-- Work to complete --
Across all the records, filter for lines with the word "INFO" and copy them.

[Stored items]
☆ ☆ ☆ ☆ ☆

pub mod correlation;
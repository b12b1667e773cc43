use std::path::{Path, PathBuf};
use std::process;

extern crate clap;
extern crate image;

use clap::{App, Arg};
use maskcarve::{mask_from_image, CarveError, Carver};

// The original file name with the extension swapped for "-seam.png",
// beside the input.
fn default_output_path(input: &Path) -> PathBuf {
    let stem = input.file_stem().and_then(|s| s.to_str()).unwrap_or("out");
    input.with_file_name(format!("{}-seam.png", stem))
}

fn run() -> Result<(), CarveError> {
    let matches = App::new("maskcarve")
        .version("0.1.0")
        .about("Content-aware image narrowing, steered by painted masks")
        .arg(
            Arg::with_name("input")
                .help("The image to carve")
                .required(true)
                .index(1),
        )
        .arg(
            Arg::with_name("remove")
                .short("r")
                .long("remove")
                .takes_value(true)
                .required(true)
                .help("Number of vertical seams to remove"),
        )
        .arg(
            Arg::with_name("output")
                .short("o")
                .long("output")
                .takes_value(true)
                .help("Output path (default: the input path with a -seam.png suffix)"),
        )
        .arg(
            Arg::with_name("mask")
                .short("m")
                .long("mask")
                .takes_value(true)
                .help("Protection mask image: green pixels are kept, red ones go first"),
        )
        .arg(
            Arg::with_name("dump-energy")
                .long("dump-energy")
                .takes_value(true)
                .help("Also write the input's energy map as a greyscale image"),
        )
        .get_matches();

    let input = matches.value_of("input").unwrap();
    let seams: usize = matches
        .value_of("remove")
        .unwrap()
        .parse()
        .map_err(|_| CarveError::Config("the seam count must be a positive integer".to_string()))?;

    let img = image::open(input)
        .map_err(|e| CarveError::Decode {
            path: input.to_string(),
            reason: e.to_string(),
        })?
        .to_rgba();
    println!(
        "[INFO] Image loaded successfully (width: {}, height: {})",
        img.width(),
        img.height()
    );

    let mask = match matches.value_of("mask") {
        Some(path) => {
            let painted = image::open(path)
                .map_err(|e| CarveError::Decode {
                    path: path.to_string(),
                    reason: e.to_string(),
                })?
                .to_rgba();
            if painted.dimensions() != img.dimensions() {
                return Err(CarveError::Config(format!(
                    "mask {} is {}x{} but the image is {}x{}",
                    path,
                    painted.width(),
                    painted.height(),
                    img.width(),
                    img.height()
                )));
            }
            Some(mask_from_image(&painted))
        }
        None => None,
    };

    let mut carver = Carver::new(&img, mask)?;

    if let Some(path) = matches.value_of("dump-energy") {
        carver.energy_image().save(path).map_err(|e| CarveError::Encode {
            path: path.to_string(),
            reason: e.to_string(),
        })?;
    }

    carver.carve(seams)?;
    println!(
        "[INFO] Image resized to: width: {}, height: {}",
        carver.width(),
        carver.height()
    );

    let output = matches
        .value_of("output")
        .map(PathBuf::from)
        .unwrap_or_else(|| default_output_path(Path::new(input)));
    println!("[INFO] Writing output image to {}", output.display());
    carver.to_image().save(&output).map_err(|e| CarveError::Encode {
        path: output.display().to_string(),
        reason: e.to_string(),
    })?;
    println!("[INFO] Output image written to disk");
    Ok(())
}

fn main() {
    env_logger::init();
    if let Err(e) = run() {
        eprintln!("[ERROR] {}", e);
        process::exit(1);
    }
}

☆ ☆ ☆ ☆ ☆

-- Result for this task --
        "[INFO] Image loaded successfully (width: {}, height: {})",
        "[INFO] Image resized to: width: {}, height: {}",
    println!("[INFO] Writing output image to {}", output.display());
    println!("[INFO] Output image written to disk");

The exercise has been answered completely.